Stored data
>>>>>

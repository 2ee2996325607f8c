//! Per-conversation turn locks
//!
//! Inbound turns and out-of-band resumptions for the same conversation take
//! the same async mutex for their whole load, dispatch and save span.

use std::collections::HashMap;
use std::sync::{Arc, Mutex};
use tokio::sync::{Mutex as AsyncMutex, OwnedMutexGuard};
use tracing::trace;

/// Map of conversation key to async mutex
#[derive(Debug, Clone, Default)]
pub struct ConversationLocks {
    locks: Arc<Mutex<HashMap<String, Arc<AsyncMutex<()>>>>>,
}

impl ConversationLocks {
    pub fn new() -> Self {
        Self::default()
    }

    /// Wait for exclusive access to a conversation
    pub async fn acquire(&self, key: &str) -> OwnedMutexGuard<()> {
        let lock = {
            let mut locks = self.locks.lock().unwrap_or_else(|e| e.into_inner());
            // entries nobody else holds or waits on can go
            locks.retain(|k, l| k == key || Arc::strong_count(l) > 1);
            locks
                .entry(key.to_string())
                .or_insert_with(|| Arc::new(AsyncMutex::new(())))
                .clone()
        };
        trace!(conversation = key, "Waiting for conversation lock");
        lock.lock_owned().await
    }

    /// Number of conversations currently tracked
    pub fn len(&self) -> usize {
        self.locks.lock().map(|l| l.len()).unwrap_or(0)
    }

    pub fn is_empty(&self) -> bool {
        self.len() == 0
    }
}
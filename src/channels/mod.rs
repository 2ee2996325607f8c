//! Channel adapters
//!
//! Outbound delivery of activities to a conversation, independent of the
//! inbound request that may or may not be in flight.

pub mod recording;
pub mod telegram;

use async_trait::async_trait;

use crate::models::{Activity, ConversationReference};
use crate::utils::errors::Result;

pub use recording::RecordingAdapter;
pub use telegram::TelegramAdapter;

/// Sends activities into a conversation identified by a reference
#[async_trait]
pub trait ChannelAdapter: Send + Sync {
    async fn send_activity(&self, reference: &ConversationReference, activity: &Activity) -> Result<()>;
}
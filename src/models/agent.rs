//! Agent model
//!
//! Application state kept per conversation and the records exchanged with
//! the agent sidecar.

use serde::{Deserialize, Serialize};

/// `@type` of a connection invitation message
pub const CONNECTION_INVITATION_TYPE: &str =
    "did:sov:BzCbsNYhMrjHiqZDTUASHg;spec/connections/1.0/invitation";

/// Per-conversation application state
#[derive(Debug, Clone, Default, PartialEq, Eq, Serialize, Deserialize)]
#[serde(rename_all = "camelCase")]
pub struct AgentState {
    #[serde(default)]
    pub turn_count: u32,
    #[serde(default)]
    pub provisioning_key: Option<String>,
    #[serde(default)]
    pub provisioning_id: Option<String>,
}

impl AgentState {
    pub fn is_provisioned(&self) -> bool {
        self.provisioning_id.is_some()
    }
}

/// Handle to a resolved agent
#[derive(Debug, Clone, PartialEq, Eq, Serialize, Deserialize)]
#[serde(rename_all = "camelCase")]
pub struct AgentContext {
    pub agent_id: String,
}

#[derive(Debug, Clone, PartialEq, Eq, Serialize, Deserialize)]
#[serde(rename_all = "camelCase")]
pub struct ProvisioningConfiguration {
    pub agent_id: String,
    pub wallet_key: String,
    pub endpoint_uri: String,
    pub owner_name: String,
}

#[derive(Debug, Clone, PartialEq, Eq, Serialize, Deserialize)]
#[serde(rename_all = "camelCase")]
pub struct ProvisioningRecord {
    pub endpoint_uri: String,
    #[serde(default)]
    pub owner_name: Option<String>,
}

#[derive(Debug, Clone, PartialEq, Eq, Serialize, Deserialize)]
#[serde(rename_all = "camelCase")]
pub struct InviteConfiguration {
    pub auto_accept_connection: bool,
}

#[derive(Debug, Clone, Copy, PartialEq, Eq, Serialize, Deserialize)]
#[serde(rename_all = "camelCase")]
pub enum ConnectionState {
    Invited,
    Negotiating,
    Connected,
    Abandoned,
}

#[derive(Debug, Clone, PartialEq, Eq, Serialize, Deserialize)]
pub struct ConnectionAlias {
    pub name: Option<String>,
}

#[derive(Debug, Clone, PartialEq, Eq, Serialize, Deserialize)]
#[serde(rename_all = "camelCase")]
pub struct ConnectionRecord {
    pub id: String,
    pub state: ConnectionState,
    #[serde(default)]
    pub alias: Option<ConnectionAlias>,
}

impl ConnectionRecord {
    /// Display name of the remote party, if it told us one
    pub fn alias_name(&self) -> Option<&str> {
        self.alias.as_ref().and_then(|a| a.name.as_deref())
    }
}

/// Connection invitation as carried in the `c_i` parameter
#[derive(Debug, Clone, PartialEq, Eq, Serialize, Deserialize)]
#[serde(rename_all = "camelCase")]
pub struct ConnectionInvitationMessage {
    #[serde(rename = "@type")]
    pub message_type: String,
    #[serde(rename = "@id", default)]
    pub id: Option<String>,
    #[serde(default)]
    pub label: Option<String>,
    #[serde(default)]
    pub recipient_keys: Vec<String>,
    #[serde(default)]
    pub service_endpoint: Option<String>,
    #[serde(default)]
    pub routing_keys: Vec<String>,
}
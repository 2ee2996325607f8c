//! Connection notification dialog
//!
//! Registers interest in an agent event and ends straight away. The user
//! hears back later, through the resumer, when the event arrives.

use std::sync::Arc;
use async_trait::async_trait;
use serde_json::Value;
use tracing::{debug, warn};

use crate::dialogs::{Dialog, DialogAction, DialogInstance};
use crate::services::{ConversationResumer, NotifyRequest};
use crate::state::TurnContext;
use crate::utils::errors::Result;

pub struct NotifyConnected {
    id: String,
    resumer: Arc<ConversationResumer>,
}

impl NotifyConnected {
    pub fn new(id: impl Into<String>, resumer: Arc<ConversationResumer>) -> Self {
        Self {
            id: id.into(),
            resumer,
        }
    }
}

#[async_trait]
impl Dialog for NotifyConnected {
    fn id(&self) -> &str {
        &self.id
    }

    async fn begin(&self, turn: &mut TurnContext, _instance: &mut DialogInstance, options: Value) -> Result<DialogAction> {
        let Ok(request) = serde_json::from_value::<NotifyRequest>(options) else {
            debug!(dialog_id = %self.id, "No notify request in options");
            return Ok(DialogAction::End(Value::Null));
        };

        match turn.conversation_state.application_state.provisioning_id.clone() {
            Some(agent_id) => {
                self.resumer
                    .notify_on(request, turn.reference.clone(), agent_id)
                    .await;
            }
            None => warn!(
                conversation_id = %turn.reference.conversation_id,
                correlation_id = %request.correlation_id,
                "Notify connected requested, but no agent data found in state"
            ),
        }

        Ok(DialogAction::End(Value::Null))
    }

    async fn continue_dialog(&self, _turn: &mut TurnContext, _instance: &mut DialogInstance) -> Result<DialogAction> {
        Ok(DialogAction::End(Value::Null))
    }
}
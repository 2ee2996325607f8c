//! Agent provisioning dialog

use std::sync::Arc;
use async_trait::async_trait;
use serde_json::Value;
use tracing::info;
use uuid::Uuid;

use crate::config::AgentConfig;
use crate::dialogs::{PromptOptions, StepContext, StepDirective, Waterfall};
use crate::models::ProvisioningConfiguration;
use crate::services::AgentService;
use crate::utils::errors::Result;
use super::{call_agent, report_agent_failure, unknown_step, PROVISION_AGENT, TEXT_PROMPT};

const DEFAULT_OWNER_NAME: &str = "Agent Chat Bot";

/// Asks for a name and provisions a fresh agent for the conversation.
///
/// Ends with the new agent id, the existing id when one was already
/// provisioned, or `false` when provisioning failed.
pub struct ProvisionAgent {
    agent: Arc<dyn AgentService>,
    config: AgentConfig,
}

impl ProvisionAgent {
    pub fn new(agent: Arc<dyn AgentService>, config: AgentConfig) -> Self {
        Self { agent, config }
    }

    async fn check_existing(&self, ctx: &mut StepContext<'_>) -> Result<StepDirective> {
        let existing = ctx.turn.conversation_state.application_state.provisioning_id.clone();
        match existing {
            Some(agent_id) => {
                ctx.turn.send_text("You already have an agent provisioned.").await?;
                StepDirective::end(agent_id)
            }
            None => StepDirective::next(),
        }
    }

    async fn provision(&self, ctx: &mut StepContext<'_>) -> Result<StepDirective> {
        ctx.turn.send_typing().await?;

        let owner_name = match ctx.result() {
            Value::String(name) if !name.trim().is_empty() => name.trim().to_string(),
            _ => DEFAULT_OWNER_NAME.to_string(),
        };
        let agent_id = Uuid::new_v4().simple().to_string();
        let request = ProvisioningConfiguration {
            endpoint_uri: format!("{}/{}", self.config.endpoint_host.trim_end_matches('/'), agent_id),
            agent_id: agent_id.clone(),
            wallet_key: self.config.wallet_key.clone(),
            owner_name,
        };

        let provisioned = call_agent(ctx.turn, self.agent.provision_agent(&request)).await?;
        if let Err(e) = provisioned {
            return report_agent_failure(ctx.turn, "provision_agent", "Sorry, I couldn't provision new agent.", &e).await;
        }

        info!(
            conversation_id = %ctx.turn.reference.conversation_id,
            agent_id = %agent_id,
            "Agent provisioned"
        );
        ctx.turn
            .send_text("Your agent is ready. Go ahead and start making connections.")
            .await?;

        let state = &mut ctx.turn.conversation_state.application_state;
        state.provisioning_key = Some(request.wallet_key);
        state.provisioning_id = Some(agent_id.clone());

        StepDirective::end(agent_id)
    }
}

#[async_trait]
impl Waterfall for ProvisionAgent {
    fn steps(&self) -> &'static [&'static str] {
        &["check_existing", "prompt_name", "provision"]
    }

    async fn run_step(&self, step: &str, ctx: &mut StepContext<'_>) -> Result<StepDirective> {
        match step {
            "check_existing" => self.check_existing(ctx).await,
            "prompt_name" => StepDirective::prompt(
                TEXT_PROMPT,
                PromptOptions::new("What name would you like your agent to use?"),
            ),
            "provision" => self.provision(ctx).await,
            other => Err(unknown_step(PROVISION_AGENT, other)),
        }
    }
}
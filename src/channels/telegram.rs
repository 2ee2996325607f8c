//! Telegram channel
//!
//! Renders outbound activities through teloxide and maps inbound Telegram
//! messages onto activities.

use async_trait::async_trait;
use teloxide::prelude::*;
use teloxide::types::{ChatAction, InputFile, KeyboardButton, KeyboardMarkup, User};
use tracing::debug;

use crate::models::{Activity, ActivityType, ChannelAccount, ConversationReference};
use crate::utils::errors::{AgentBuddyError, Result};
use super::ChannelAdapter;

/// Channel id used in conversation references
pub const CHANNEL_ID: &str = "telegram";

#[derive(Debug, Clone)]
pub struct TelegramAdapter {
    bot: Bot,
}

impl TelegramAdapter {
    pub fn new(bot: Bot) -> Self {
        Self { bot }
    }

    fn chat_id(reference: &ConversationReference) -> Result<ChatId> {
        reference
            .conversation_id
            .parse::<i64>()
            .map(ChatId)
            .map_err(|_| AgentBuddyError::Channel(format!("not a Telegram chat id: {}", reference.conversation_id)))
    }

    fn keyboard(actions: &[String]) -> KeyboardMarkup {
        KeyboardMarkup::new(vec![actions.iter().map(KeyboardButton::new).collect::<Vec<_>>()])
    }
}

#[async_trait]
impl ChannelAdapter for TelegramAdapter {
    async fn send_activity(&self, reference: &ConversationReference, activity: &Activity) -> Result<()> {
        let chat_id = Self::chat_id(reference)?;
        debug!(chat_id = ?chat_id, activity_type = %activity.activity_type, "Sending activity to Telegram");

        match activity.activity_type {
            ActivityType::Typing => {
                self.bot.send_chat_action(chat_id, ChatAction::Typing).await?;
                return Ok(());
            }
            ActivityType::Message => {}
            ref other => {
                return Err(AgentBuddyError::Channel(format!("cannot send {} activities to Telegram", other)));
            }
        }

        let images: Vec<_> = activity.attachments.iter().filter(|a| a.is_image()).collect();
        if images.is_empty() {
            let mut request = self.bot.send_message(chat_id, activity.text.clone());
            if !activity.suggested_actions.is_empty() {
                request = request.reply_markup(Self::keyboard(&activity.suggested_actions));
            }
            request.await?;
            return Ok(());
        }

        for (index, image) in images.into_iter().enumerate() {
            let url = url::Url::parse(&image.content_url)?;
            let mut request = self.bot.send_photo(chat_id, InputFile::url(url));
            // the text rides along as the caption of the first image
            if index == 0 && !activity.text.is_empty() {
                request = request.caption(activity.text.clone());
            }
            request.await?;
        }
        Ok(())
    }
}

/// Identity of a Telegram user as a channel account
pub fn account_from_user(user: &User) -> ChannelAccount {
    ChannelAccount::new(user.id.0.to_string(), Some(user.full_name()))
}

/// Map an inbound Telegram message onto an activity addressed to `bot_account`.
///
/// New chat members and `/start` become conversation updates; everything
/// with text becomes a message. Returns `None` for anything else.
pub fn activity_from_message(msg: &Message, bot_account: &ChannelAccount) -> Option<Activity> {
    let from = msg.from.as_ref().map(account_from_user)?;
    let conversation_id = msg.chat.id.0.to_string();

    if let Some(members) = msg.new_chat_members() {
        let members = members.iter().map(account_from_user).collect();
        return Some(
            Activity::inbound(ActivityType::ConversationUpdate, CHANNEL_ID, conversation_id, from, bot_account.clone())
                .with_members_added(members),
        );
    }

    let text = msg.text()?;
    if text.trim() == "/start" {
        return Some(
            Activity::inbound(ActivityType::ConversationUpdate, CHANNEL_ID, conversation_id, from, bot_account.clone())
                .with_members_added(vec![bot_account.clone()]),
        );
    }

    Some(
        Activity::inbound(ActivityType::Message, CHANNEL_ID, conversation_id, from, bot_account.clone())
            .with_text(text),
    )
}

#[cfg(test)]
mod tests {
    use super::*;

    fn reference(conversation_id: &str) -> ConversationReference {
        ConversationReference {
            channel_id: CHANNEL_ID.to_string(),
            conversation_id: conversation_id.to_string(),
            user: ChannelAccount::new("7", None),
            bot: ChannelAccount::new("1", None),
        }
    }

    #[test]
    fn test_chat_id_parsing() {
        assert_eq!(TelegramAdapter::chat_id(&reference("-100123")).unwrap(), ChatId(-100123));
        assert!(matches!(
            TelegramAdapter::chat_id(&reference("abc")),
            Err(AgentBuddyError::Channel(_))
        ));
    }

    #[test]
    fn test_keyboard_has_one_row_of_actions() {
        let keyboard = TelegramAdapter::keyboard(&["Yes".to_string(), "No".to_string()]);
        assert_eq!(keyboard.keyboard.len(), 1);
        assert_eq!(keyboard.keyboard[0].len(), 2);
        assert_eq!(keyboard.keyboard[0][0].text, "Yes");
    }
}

<<<<<

▶ [Aim of the task] Transcribe the lines above between the line holding "async fn continue_dialog(&self, _turn: &mut" and the line holding "use tracing::info;", inclusive, exactly as they stand and with nothing added.

▶ [Written response]
    async fn continue_dialog(&self, _turn: &mut TurnContext, _instance: &mut DialogInstance) -> Result<DialogAction> {
        Ok(DialogAction::End(Value::Null))
    }
}
repository 2ee2996325607f8c
//! Agent provisioning dialog

use std::sync::Arc;
use async_trait::async_trait;
use serde_json::Value;
use tracing::info;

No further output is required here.